=== EXERCISE BRIEF ===
Only lines holding the word "unverified" are needed; copy each of them from the material.

=== DATA TO PROCESS ===
──────────────────────────────

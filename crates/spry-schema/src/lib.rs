//! Shared types and catalog wire format for spry-pkg.
//!
//! Everything in this crate is pure data: platform identifiers, validated
//! checksums, package descriptors and the raw TOML records they are built
//! from. No I/O happens here.

pub mod hash;
pub mod platform;
pub mod types;

// Re-exports
pub use hash::*;
pub use platform::*;
pub use types::*;
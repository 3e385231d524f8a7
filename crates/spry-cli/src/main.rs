//! spry-pkg - installer for the Spry release binaries

use anyhow::Result;
use clap::Parser;
use tracing_subscriber::EnvFilter;

use spry_cli::cmd;
use spry_cli::{Cli, Commands, Context};

#[tokio::main]
async fn main() -> Result<()> {
    // Logs go to stderr so they never mix with command output.
    tracing_subscriber::fmt()
        .with_env_filter(EnvFilter::from_default_env())
        .with_writer(std::io::stderr)
        .init();

    let cli = Cli::parse();

    match &cli.command {
        Commands::Hash { files } => cmd::hash::hash(files),
        Commands::Completions { shell } => {
            cmd::completions::completions(*shell);
            Ok(())
        }
        Commands::Install { packages } => {
            let ctx = Context::load(&cli)?;
            cmd::install::install(&ctx, packages).await
        }
        Commands::Verify { packages } => {
            let ctx = Context::load(&cli)?;
            cmd::verify::verify(&ctx, packages).await
        }
        Commands::List => cmd::list::list(&Context::load(&cli)?),
        Commands::Info { package } => cmd::info::info(&Context::load(&cli)?, package),
    }
}
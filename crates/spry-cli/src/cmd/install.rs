//! Install command

use std::sync::Arc;
use std::time::Instant;

use anyhow::{Result, bail};
use crossterm::style::Stylize;
use spry_core::{PackageFailure, Stage, Verification};

use crate::Context;
use crate::ui::Output;

/// Install packages, or with `--dry-run` only show what would be fetched.
pub async fn install(ctx: &Context, packages: &[String]) -> Result<()> {
    let output = Output::new(ctx.quiet);
    let pipeline = ctx.pipeline(Arc::new(output.clone()))?;

    if ctx.dry_run {
        let mut failures = 0;
        for package in packages {
            match pipeline.plan(package) {
                Ok(plan) => println!(
                    "  {} {} {} {}\n    {} {}",
                    plan.descriptor.name.as_str().cyan(),
                    plan.descriptor.version,
                    plan.entry.platform().dark_grey(),
                    plan.entry.url,
                    "->".dark_grey(),
                    plan.target.display()
                ),
                Err(failure) => {
                    output.error(&failure.to_string());
                    failures += 1;
                }
            }
        }
        output.wait().await;
        if failures > 0 {
            bail!("{failures} of {} package(s) cannot be installed", packages.len());
        }
        return Ok(());
    }

    let started = Instant::now();
    let results = pipeline.install_many(packages).await;

    let mut installed = 0;
    let mut unverified = 0;
    let mut failures = 0;
    for result in &results {
        match result {
            Ok(report) => {
                installed += 1;
                if let Verification::Failed(_) = report.verification {
                    unverified += 1;
                }
            }
            Err(failure) => {
                failures += 1;
                report_unstarted(&output, failure);
            }
        }
    }

    if installed > 0 {
        let mut msg = format!(
            "{installed} package(s) installed to {} in {:.1}s",
            ctx.config.bin_dir.display(),
            started.elapsed().as_secs_f64()
        );
        if unverified > 0 {
            msg.push_str(&format!(", {unverified} unverified"));
        }
        output.success(&msg);
    }
    output.wait().await;

    if failures > 0 {
        bail!("{failures} of {} package(s) failed", results.len());
    }
    Ok(())
}

/// Failures before resolution have no progress line yet; print them here.
pub fn report_unstarted(output: &Output, failure: &PackageFailure) {
    if matches!(failure.stage(), Stage::Catalog | Stage::Resolve) {
        output.error(&failure.to_string());
    }
}
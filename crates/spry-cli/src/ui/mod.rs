//! Terminal output
//!
//! Commands talk to [`Output`], which forwards events to a single
//! [`actor::UiActor`] thread that owns stdout. Styling constants live in
//! [`theme`].

pub mod actor;
pub mod list;
pub mod output;
pub mod theme;

pub use output::Output;
pub use theme::Theme;
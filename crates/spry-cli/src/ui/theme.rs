//! UI Theme - colors, icons and column widths shared by every renderer.

use crossterm::style::Color;

#[derive(Debug, Clone)]
pub struct Theme {
    pub colors: ColorScheme,
    pub icons: Icons,
    pub layout: Layout,
}

impl Default for Theme {
    fn default() -> Self {
        Self {
            colors: ColorScheme::default(),
            icons: Icons::default(),
            layout: Layout::default(),
        }
    }
}

#[derive(Debug, Clone)]
pub struct ColorScheme {
    pub package_name: Color,
    pub version: Color,
    pub secondary: Color,
    pub success: Color,
    pub warning: Color,
    pub error: Color,
}

impl Default for ColorScheme {
    fn default() -> Self {
        Self {
            package_name: Color::Cyan,
            version: Color::White,
            secondary: Color::DarkGrey,
            success: Color::Green,
            warning: Color::Yellow,
            error: Color::Red,
        }
    }
}

#[derive(Debug, Clone)]
pub struct Icons {
    pub pending: &'static str,
    pub active: &'static str,
    pub success: &'static str,
    pub error: &'static str,
    pub warning: &'static str,
    pub info: &'static str,
}

impl Default for Icons {
    fn default() -> Self {
        Self {
            pending: "○",
            active: "●",
            success: "✓",
            error: "✗",
            warning: "⚠",
            info: "ℹ",
        }
    }
}

#[derive(Debug, Clone)]
pub struct Layout {
    pub name_width: usize,
    pub version_width: usize,
    pub platform_width: usize,
}

impl Default for Layout {
    fn default() -> Self {
        Self {
            name_width: 16,
            version_width: 10,
            platform_width: 14,
        }
    }
}

/// Human readable byte count.
pub fn format_size(bytes: u64) -> String {
    let kb = bytes as f64 / 1024.0;
    let mb = kb / 1024.0;
    if mb >= 1024.0 {
        format!("{:.1} GB", mb / 1024.0)
    } else if kb >= 1024.0 {
        format!("{mb:.1} MB")
    } else if kb >= 1.0 {
        format!("{kb:.1} KB")
    } else {
        format!("{bytes} B")
    }
}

──────────────────────────────

=== RESULT FOR THIS EXERCISE ===
    let mut unverified = 0;
                    unverified += 1;
        if unverified > 0 {
            msg.push_str(&format!(", {unverified} unverified"));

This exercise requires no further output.